BRIEF:
Could you restate every record below word for word?

■ ■ ■

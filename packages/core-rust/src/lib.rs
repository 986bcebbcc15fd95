//! Tramline Core: invocation record, stage trace, responses and wire schemas.

pub mod clock;
pub mod context;
pub mod error;
pub mod invocation;
pub mod operation;
pub mod response;
pub mod stage_trace;
pub mod types;
pub mod wire;

pub use clock::{ManualClock, MonotonicClock, NanoClock};
pub use context::{InvocationContext, LocalContext, LocalKey, LocalValue};
pub use error::{InvocationError, ProtocolError};
pub use invocation::{Invocation, InvocationFactory};
pub use operation::{OperationMeta, DEFAULT_EXECUTOR, REACTIVE_EXECUTOR};
pub use response::Response;
pub use stage_trace::StageTrace;
pub use types::{Endpoint, InvocationType, OperationRef, ReferenceConfig};

//! Background expiry of requests whose reply never arrived.

use std::sync::Arc;
use std::time::Duration;

use tokio::sync::oneshot;
use tokio::task::JoinHandle;
use tokio::time::Instant;
use tracing::debug;

use super::pool::ClientPoolManager;

/// Periodically fails pending requests older than the read timeout and drops
/// disconnected connections from the pools.
pub struct TimeoutSweeper {
    shutdown_tx: Option<oneshot::Sender<()>>,
    handle: Option<JoinHandle<()>>,
}

impl TimeoutSweeper {
    /// Spawns the sweep loop. Must be called inside a tokio runtime.
    #[must_use]
    pub fn start(pools: Arc<ClientPoolManager>, interval: Duration, timeout: Duration) -> Self {
        let (shutdown_tx, mut shutdown_rx) = oneshot::channel::<()>();
        let handle = tokio::spawn(async move {
            let mut ticker = tokio::time::interval(interval.max(Duration::from_millis(1)));
            ticker.set_missed_tick_behavior(tokio::time::MissedTickBehavior::Delay);
            // The first tick completes immediately.
            ticker.tick().await;
            loop {
                tokio::select! {
                    _ = ticker.tick() => {
                        sweep(&pools, timeout);
                    }
                    _ = &mut shutdown_rx => break,
                }
            }
        });
        Self {
            shutdown_tx: Some(shutdown_tx),
            handle: Some(handle),
        }
    }

    /// Stops the loop and waits for it to exit.
    pub async fn stop(&mut self) {
        if let Some(tx) = self.shutdown_tx.take() {
            let _ = tx.send(());
        }
        if let Some(handle) = self.handle.take() {
            let _ = handle.await;
        }
    }
}

impl Drop for TimeoutSweeper {
    fn drop(&mut self) {
        if let Some(handle) = self.handle.take() {
            handle.abort();
        }
    }
}

/// One pass over every pooled connection.
pub fn sweep(pools: &ClientPoolManager, timeout: Duration) -> usize {
    let now = Instant::now();
    let expired: usize = pools
        .connections()
        .iter()
        .map(|conn| conn.check_timeout(now, timeout))
        .sum();
    let evicted = pools.evict_disconnected();
    if expired > 0 || evicted > 0 {
        debug!(expired, evicted, "sweep complete");
    }
    expired
}

#[cfg(test)]
mod tests {
    use bytes::Bytes;
    use futures_util::StreamExt;
    use tokio::net::TcpListener;
    use tokio_util::codec::Framed;
    use tramline_core::{Endpoint, MonotonicClock};

    use super::*;
    use crate::config::ClientConfig;
    use crate::transport::error::TransportError;
    use crate::transport::framing::FrameCodec;

    #[tokio::test]
    async fn sweeper_expires_unanswered_request() {
        let listener = TcpListener::bind("127.0.0.1:0").await.unwrap();
        let port = listener.local_addr().unwrap().port();
        tokio::spawn(async move {
            let (socket, _) = listener.accept().await.unwrap();
            let mut framed = Framed::new(socket, FrameCodec);
            while framed.next().await.is_some() {}
        });

        let pools = Arc::new(ClientPoolManager::new(
            ClientConfig::default(),
            Arc::new(MonotonicClock),
        ));
        let endpoint = Endpoint::new(format!("127.0.0.1:{port}"), false);
        let conn = pools.find_or_create(&endpoint).await.unwrap();
        let pending = conn.send(Bytes::from_static(b"h"), Bytes::new()).await.unwrap();

        let mut sweeper = TimeoutSweeper::start(
            Arc::clone(&pools),
            Duration::from_millis(10),
            Duration::from_millis(30),
        );
        let result = tokio::time::timeout(Duration::from_secs(2), pending.wait())
            .await
            .unwrap();
        assert!(matches!(result, Err(TransportError::RequestTimeout { .. })));
        sweeper.stop().await;
    }
}
//! Terminal consumer handler: sends the request over the active transport.

use std::sync::Arc;

use async_trait::async_trait;
use tramline_core::{Invocation, InvocationError, Response};

use super::{Handler, Next};
use crate::service::timeout::TimeoutGuard;

/// Delivers a consumer invocation to its endpoint and waits for the reply.
///
/// Implementations never fail with an error: transport problems are local
/// failure responses.
#[async_trait]
pub trait Transport: Send + Sync {
    fn name(&self) -> &'static str;

    async fn send(&self, invocation: &mut Invocation) -> Response;
}

pub struct TransportHandler {
    transport: Arc<dyn Transport>,
    guard: Arc<TimeoutGuard>,
}

impl TransportHandler {
    #[must_use]
    pub fn new(transport: Arc<dyn Transport>, guard: Arc<TimeoutGuard>) -> Self {
        Self { transport, guard }
    }
}

#[async_trait]
impl Handler for TransportHandler {
    fn name(&self) -> &'static str {
        "transport"
    }

    async fn handle(&self, invocation: &mut Invocation, _next: Next<'_>) -> Response {
        invocation.trace_mut().start_filters_request();
        if invocation.endpoint().is_none() {
            return Response::failure(InvocationError::consumer_fail(format!(
                "no endpoint for {}",
                invocation.qualified_name()
            )));
        }
        if let Err(err) = self.guard.before_send_request(invocation) {
            return Response::failure(err);
        }
        self.transport.send(invocation).await
    }
}

#[cfg(test)]
mod tests {
    use tramline_core::context::keys;
    use tramline_core::{
        Endpoint, InvocationFactory, ManualClock, OperationMeta, OperationRef, ReferenceConfig,
    };

    use super::*;
    use crate::service::handler::HandlerChain;
    use crate::service::timeout::ProcessingTimeStrategy;

    struct Loopback;

    #[async_trait]
    impl Transport for Loopback {
        fn name(&self) -> &'static str {
            "loopback"
        }

        async fn send(&self, invocation: &mut Invocation) -> Response {
            Response::ok(
                invocation
                    .context_value(keys::ELAPSED_NANOS)
                    .map(rmpv::Value::from),
            )
        }
    }

    #[tokio::test]
    async fn budget_is_serialized_before_send() {
        let guard = Arc::new(TimeoutGuard::new(true, Arc::new(ProcessingTimeStrategy)));
        let chain = HandlerChain::new(
            vec![Arc::new(TransportHandler::new(Arc::new(Loopback), Arc::clone(&guard)))],
            guard,
        );
        let factory = InvocationFactory::new("caller", Arc::new(ManualClock::default()));
        let mut inv = factory.for_consumer(
            ReferenceConfig::new("app", "orders", "0+"),
            Arc::new(OperationMeta::new(OperationRef::new("orders", "S", "op"))),
            Vec::new(),
        );
        inv.set_endpoint(Endpoint::new("127.0.0.1:1", false));
        inv.on_start(inv.trace().now());
        let response = chain.run(&mut inv).await;
        assert_eq!(response.into_result().unwrap(), Some(rmpv::Value::from("0")));
    }

    #[tokio::test]
    async fn missing_endpoint_is_local_failure() {
        let guard = Arc::new(TimeoutGuard::new(true, Arc::new(ProcessingTimeStrategy)));
        let chain = HandlerChain::new(
            vec![Arc::new(TransportHandler::new(Arc::new(Loopback), Arc::clone(&guard)))],
            guard,
        );
        let factory = InvocationFactory::new("caller", Arc::new(ManualClock::default()));
        let mut inv = factory.for_consumer(
            ReferenceConfig::new("app", "orders", "0+"),
            Arc::new(OperationMeta::new(OperationRef::new("orders", "S", "op"))),
            Vec::new(),
        );
        let response = chain.run(&mut inv).await;
        assert_eq!(response.status().as_u16(), 490);
    }
}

■ ■ ■

SOLUTION TO THE EXERCISE:
filename packages/core-rust/src/lib.rs
repository 986bcebbcc15fd95
//! Tramline Core: invocation record, stage trace, responses and wire schemas.

pub mod clock;
pub mod context;
pub mod error;
pub mod invocation;
pub mod operation;
pub mod response;
pub mod stage_trace;
pub mod types;
pub mod wire;

pub use clock::{ManualClock, MonotonicClock, NanoClock};
pub use context::{InvocationContext, LocalContext, LocalKey, LocalValue};
pub use error::{InvocationError, ProtocolError};
pub use invocation::{Invocation, InvocationFactory};
pub use operation::{OperationMeta, DEFAULT_EXECUTOR, REACTIVE_EXECUTOR};
pub use response::Response;
pub use stage_trace::StageTrace;
pub use types::{Endpoint, InvocationType, OperationRef, ReferenceConfig};

//! Background expiry of requests whose reply never arrived.

use std::sync::Arc;
use std::time::Duration;

use tokio::sync::oneshot;
use tokio::task::JoinHandle;
use tokio::time::Instant;
use tracing::debug;

use super::pool::ClientPoolManager;

/// Periodically fails pending requests older than the read timeout and drops
/// disconnected connections from the pools.
pub struct TimeoutSweeper {
    shutdown_tx: Option<oneshot::Sender<()>>,
    handle: Option<JoinHandle<()>>,
}

impl TimeoutSweeper {
    /// Spawns the sweep loop. Must be called inside a tokio runtime.
    #[must_use]
    pub fn start(pools: Arc<ClientPoolManager>, interval: Duration, timeout: Duration) -> Self {
        let (shutdown_tx, mut shutdown_rx) = oneshot::channel::<()>();
        let handle = tokio::spawn(async move {
            let mut ticker = tokio::time::interval(interval.max(Duration::from_millis(1)));
            ticker.set_missed_tick_behavior(tokio::time::MissedTickBehavior::Delay);
            // The first tick completes immediately.
            ticker.tick().await;
            loop {
                tokio::select! {
                    _ = ticker.tick() => {
                        sweep(&pools, timeout);
                    }
                    _ = &mut shutdown_rx => break,
                }
            }
        });
        Self {
            shutdown_tx: Some(shutdown_tx),
            handle: Some(handle),
        }
    }

    /// Stops the loop and waits for it to exit.
    pub async fn stop(&mut self) {
        if let Some(tx) = self.shutdown_tx.take() {
            let _ = tx.send(());
        }
        if let Some(handle) = self.handle.take() {
            let _ = handle.await;
        }
    }
}

impl Drop for TimeoutSweeper {
    fn drop(&mut self) {
        if let Some(handle) = self.handle.take() {
            handle.abort();
        }
    }
}

/// One pass over every pooled connection.
pub fn sweep(pools: &ClientPoolManager, timeout: Duration) -> usize {
    let now = Instant::now();
    let expired: usize = pools
        .connections()
        .iter()
        .map(|conn| conn.check_timeout(now, timeout))
        .sum();
    let evicted = pools.evict_disconnected();
    if expired > 0 || evicted > 0 {
        debug!(expired, evicted, "sweep complete");
    }
    expired
}

#[cfg(test)]
mod tests {
    use bytes::Bytes;
    use futures_util::StreamExt;
    use tokio::net::TcpListener;
    use tokio_util::codec::Framed;
    use tramline_core::{Endpoint, MonotonicClock};

    use super::*;
    use crate::config::ClientConfig;
    use crate::transport::error::TransportError;
    use crate::transport::framing::FrameCodec;

    #[tokio::test]
    async fn sweeper_expires_unanswered_request() {
        let listener = TcpListener::bind("127.0.0.1:0").await.unwrap();
        let port = listener.local_addr().unwrap().port();
        tokio::spawn(async move {
            let (socket, _) = listener.accept().await.unwrap();
            let mut framed = Framed::new(socket, FrameCodec);
            while framed.next().await.is_some() {}
        });

        let pools = Arc::new(ClientPoolManager::new(
            ClientConfig::default(),
            Arc::new(MonotonicClock),
        ));
        let endpoint = Endpoint::new(format!("127.0.0.1:{port}"), false);
        let conn = pools.find_or_create(&endpoint).await.unwrap();
        let pending = conn.send(Bytes::from_static(b"h"), Bytes::new()).await.unwrap();

        let mut sweeper = TimeoutSweeper::start(
            Arc::clone(&pools),
            Duration::from_millis(10),
            Duration::from_millis(30),
        );
        let result = tokio::time::timeout(Duration::from_secs(2), pending.wait())
            .await
            .unwrap();
        assert!(matches!(result, Err(TransportError::RequestTimeout { .. })));
        sweeper.stop().await;
    }
}
//! Terminal consumer handler: sends the request over the active transport.

use std::sync::Arc;

use async_trait::async_trait;
use tramline_core::{Invocation, InvocationError, Response};

use super::{Handler, Next};
use crate::service::timeout::TimeoutGuard;

/// Delivers a consumer invocation to its endpoint and waits for the reply.
///
/// Implementations never fail with an error: transport problems are local
/// failure responses.
#[async_trait]
pub trait Transport: Send + Sync {
    fn name(&self) -> &'static str;

    async fn send(&self, invocation: &mut Invocation) -> Response;
}

pub struct TransportHandler {
    transport: Arc<dyn Transport>,
    guard: Arc<TimeoutGuard>,
}

impl TransportHandler {
    #[must_use]
    pub fn new(transport: Arc<dyn Transport>, guard: Arc<TimeoutGuard>) -> Self {
        Self { transport, guard }
    }
}

#[async_trait]
impl Handler for TransportHandler {
    fn name(&self) -> &'static str {
        "transport"
    }

    async fn handle(&self, invocation: &mut Invocation, _next: Next<'_>) -> Response {
        invocation.trace_mut().start_filters_request();
        if invocation.endpoint().is_none() {
            return Response::failure(InvocationError::consumer_fail(format!(
                "no endpoint for {}",
                invocation.qualified_name()
            )));
        }
        if let Err(err) = self.guard.before_send_request(invocation) {
            return Response::failure(err);
        }
        self.transport.send(invocation).await
    }
}

#[cfg(test)]
mod tests {
    use tramline_core::context::keys;
    use tramline_core::{
        Endpoint, InvocationFactory, ManualClock, OperationMeta, OperationRef, ReferenceConfig,
    };

    use super::*;
    use crate::service::handler::HandlerChain;
    use crate::service::timeout::ProcessingTimeStrategy;

    struct Loopback;

    #[async_trait]
    impl Transport for Loopback {
        fn name(&self) -> &'static str {
            "loopback"
        }

        async fn send(&self, invocation: &mut Invocation) -> Response {
            Response::ok(
                invocation
                    .context_value(keys::ELAPSED_NANOS)
                    .map(rmpv::Value::from),
            )
        }
    }

    #[tokio::test]
    async fn budget_is_serialized_before_send() {
        let guard = Arc::new(TimeoutGuard::new(true, Arc::new(ProcessingTimeStrategy)));
        let chain = HandlerChain::new(
            vec![Arc::new(TransportHandler::new(Arc::new(Loopback), Arc::clone(&guard)))],
            guard,
        );
        let factory = InvocationFactory::new("caller", Arc::new(ManualClock::default()));
        let mut inv = factory.for_consumer(
            ReferenceConfig::new("app", "orders", "0+"),
            Arc::new(OperationMeta::new(OperationRef::new("orders", "S", "op"))),
            Vec::new(),
        );
        inv.set_endpoint(Endpoint::new("127.0.0.1:1", false));
        inv.on_start(inv.trace().now());
        let response = chain.run(&mut inv).await;
        assert_eq!(response.into_result().unwrap(), Some(rmpv::Value::from("0")));
    }

    #[tokio::test]
    async fn missing_endpoint_is_local_failure() {
        let guard = Arc::new(TimeoutGuard::new(true, Arc::new(ProcessingTimeStrategy)));
        let chain = HandlerChain::new(
            vec![Arc::new(TransportHandler::new(Arc::new(Loopback), Arc::clone(&guard)))],
            guard,
        );
        let factory = InvocationFactory::new("caller", Arc::new(ManualClock::default()));
        let mut inv = factory.for_consumer(
            ReferenceConfig::new("app", "orders", "0+"),
            Arc::new(OperationMeta::new(OperationRef::new("orders", "S", "op"))),
            Vec::new(),
        );
        let response = chain.run(&mut inv).await;
        assert_eq!(response.status().as_u16(), 490);
    }
}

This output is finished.